Stephen Palmer Gosh, where do I begin… Well, this year I wrote a brand new novel set in the same world as a short story I wrote for Allen Ashley’s Where Are We Going? anthology. I resisted the temptation to write this novel for a week or so at the start of the summer holiday, but the lure was too great. It’s called Hairy London and it’s very surreal. I had more fun writing it than I can tell you! Then last year I wrote Humani, which is set 800 million years in Earth’s future and which has the existence or nonexistence of souls as its theme. Humani was the first new novel I wrote after a bit of a break, and it is currently sitting on my computer with no destination. I think it’s one of the best things I’ve ever written. Ironically, my cat, who died a week after I completed it, was, in a way, the inspiration for it, as well as the reason it got written so intensively. I also have twin novellas Goodbye Earth/Hello Earth, which are currently being considered by Ian Whates of NewCon Press. These are very much in my environmental SF style, and look at how human beings might interact with nature in the near and far future. Then there is the second and final Urbis book, called Astra Gaia, which details what Gularvhen does after his conceptual victory over Amargoidara, Sukhtaya and Dezisserine. I’ve also got dark fantasy, alternate/historical fantasy, young adult and a children’s novel on my computer. All without a home.

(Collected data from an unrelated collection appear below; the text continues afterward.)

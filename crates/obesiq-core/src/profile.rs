//! User-provided health and lifestyle attributes.
//!
//! Every field is required at construction time; missing form data is a
//! deserialization error upstream, never a silent zero. Range checks live
//! in [`UserProfile::validate`] and run before normalization or inference.

use obesiq_common::{ObesiqError, Result};
use serde::{Deserialize, Serialize};

/// Biological sex as recorded in the training data.
#[derive(Debug, Clone, Copy, PartialEq, Eq, Serialize, Deserialize)]
pub enum Sex {
    Female,
    Male,
}

impl Sex {
    /// Wire string for the classifier's categorical `sex` column.
    pub fn as_str(&self) -> &'static str {
        match self {
            Sex::Female => "Female",
            Sex::Male => "Male",
        }
    }
}

/// Consumption frequency scale shared by the snacking and alcohol fields.
#[derive(Debug, Clone, Copy, PartialEq, Eq, Serialize, Deserialize)]
pub enum Frequency {
    Never,
    Sometimes,
    Frequently,
    Always,
}

impl Frequency {
    pub fn as_str(&self) -> &'static str {
        match self {
            Frequency::Never => "Never",
            Frequency::Sometimes => "Sometimes",
            Frequency::Frequently => "Frequently",
            Frequency::Always => "Always",
        }
    }
}

/// Primary transport mode.
#[derive(Debug, Clone, Copy, PartialEq, Eq, Serialize, Deserialize)]
pub enum Transport {
    Walking,
    Bicycle,
    /// Also accepted under its wire spelling, as emitted by the form.
    #[serde(alias = "Public_Transit")]
    PublicTransit,
    Car,
}

impl Transport {
    pub fn as_str(&self) -> &'static str {
        match self {
            Transport::Walking => "Walking",
            Transport::Bicycle => "Bicycle",
            Transport::PublicTransit => "Public_Transit",
            Transport::Car => "Car",
        }
    }

    /// Walking and cycling count as active transport for the rule tables.
    pub fn is_active(&self) -> bool {
        matches!(self, Transport::Walking | Transport::Bicycle)
    }
}

/// One respondent's answers, as collected by the assessment form.
///
/// The three yes/no questions are kept as the raw answer strings; the
/// normalizer applies the fail-open binary coercion documented in
/// [`crate::normalize::coerce_yes_no`].
#[derive(Debug, Clone, PartialEq, Serialize, Deserialize)]
pub struct UserProfile {
    pub sex: Sex,
    /// Years, valid range 10–100.
    pub age: u32,
    /// Metres, valid range 1.0–2.5.
    pub height_m: f64,
    /// Kilograms, valid range 30–300.
    pub weight_kg: f64,
    /// Family history of overweight (yes/no answer).
    pub family_history: String,
    /// Smoking status (yes/no answer).
    pub smoker: String,
    /// Whether the respondent tracks calories (yes/no answer).
    pub calorie_tracking: String,
    /// Vegetable servings per day, 0–5.
    pub vegetable_freq: u8,
    /// Main meals per day, 1–5.
    pub meals_per_day: u8,
    /// Litres of water per day, 0–5.
    pub water_intake: u8,
    pub snacking: Frequency,
    pub alcohol: Frequency,
    /// Physical activity days per week, 0–7.
    pub activity_freq: u8,
    /// Screen time hours per day, 0–12.
    pub screen_time: u8,
    /// Self-reported stress level, 0–5.
    pub stress: u8,
    pub transport: Transport,
}

impl UserProfile {
    /// Check the documented numeric ranges. Runs before normalization and
    /// inference; out-of-range values are reported, never coerced.
    pub fn validate(&self) -> Result<()> {
        if !(10..=100).contains(&self.age) {
            return Err(ObesiqError::Validation(format!(
                "age must be between 10 and 100 years (got {})",
                self.age
            )));
        }
        if !(1.0..=2.5).contains(&self.height_m) {
            return Err(ObesiqError::Validation(format!(
                "height must be between 1.0 and 2.5 metres (got {})",
                self.height_m
            )));
        }
        if !(30.0..=300.0).contains(&self.weight_kg) {
            return Err(ObesiqError::Validation(format!(
                "weight must be between 30 and 300 kg (got {})",
                self.weight_kg
            )));
        }
        Ok(())
    }
}

impl Default for UserProfile {
    /// Mirrors the assessment form's initial values.
    fn default() -> Self {
        Self {
            sex: Sex::Female,
            age: 30,
            height_m: 1.70,
            weight_kg: 70.0,
            family_history: "No".to_string(),
            smoker: "No".to_string(),
            calorie_tracking: "No".to_string(),
            vegetable_freq: 2,
            meals_per_day: 3,
            water_intake: 2,
            snacking: Frequency::Sometimes,
            alcohol: Frequency::Sometimes,
            activity_freq: 2,
            screen_time: 4,
            stress: 1,
            transport: Transport::Walking,
        }
    }
}

#[cfg(test)]
mod tests {
    use super::*;

    #[test]
    fn test_default_profile_is_valid() {
        assert!(UserProfile::default().validate().is_ok());
    }

    #[test]
    fn test_age_out_of_range() {
        let profile = UserProfile {
            age: 9,
            ..UserProfile::default()
        };
        let err = profile.validate().unwrap_err();
        assert!(err.to_string().contains("age"));
    }

    #[test]
    fn test_height_out_of_range() {
        let profile = UserProfile {
            height_m: 2.6,
            ..UserProfile::default()
        };
        assert!(profile.validate().is_err());
    }

    #[test]
    fn test_weight_bounds_inclusive() {
        let low = UserProfile {
            weight_kg: 30.0,
            ..UserProfile::default()
        };
        let high = UserProfile {
            weight_kg: 300.0,
            ..UserProfile::default()
        };
        assert!(low.validate().is_ok());
        assert!(high.validate().is_ok());
    }

    #[test]
    fn test_transport_accepts_wire_spelling() {
        // The assessment form posts option values in wire spelling.
        let transport: Transport = serde_json::from_str(r#""Public_Transit""#).unwrap();
        assert_eq!(transport, Transport::PublicTransit);
        let transport: Transport = serde_json::from_str(r#""PublicTransit""#).unwrap();
        assert_eq!(transport, Transport::PublicTransit);
    }

    #[test]
    fn test_active_transport() {
        assert!(Transport::Walking.is_active());
        assert!(Transport::Bicycle.is_active());
        assert!(!Transport::Car.is_active());
        assert!(!Transport::PublicTransit.is_active());
    }
}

sffchronicles Would it horrify you or please you if one of your stories were made into a movie or television series?
Stephen Palmer It would delight me! I often get comments about my work being made into films because my imagination is so visual. If I was to have a perfect fantasy on this topic it would be that Hayao Miyazaki of Studio Ghibli would make a version of Memory Seed. It’s right up his street. A couple of his films, Nausicaä Of The Valley Of The Wind and Princess Mononoke, are very similar in style and theme to my early work.
sffchronicles Which are the writers who have influenced you the most?
Stephen Palmer My early influences would be Jack Vance for his unbridled imagination and baroque style, John Wyndham for his post-apocalypse scenarios (being British, I do love a good apocalypse) and Tolkien for his unmatched creativity. Then there is Gene Wolfe of course. I was also influenced by the work of Gwyneth Jones, who did the introduction to Urbis Morpheos; she wrote an outstanding novel under her pen name, Ann Halam, called Siberia. I absolutely loved that one. My second favourite SF work is Brian Aldiss’ Helliconia, which was much inspired by the then groundbreaking Gaia theory of James Lovelock. I’m also a big fan of China Mieville, who is now the only author I buy every book of, although I have to say Kraken was a disappointment. Hopefully I’ll enjoy Embassytown when it comes out in paperback.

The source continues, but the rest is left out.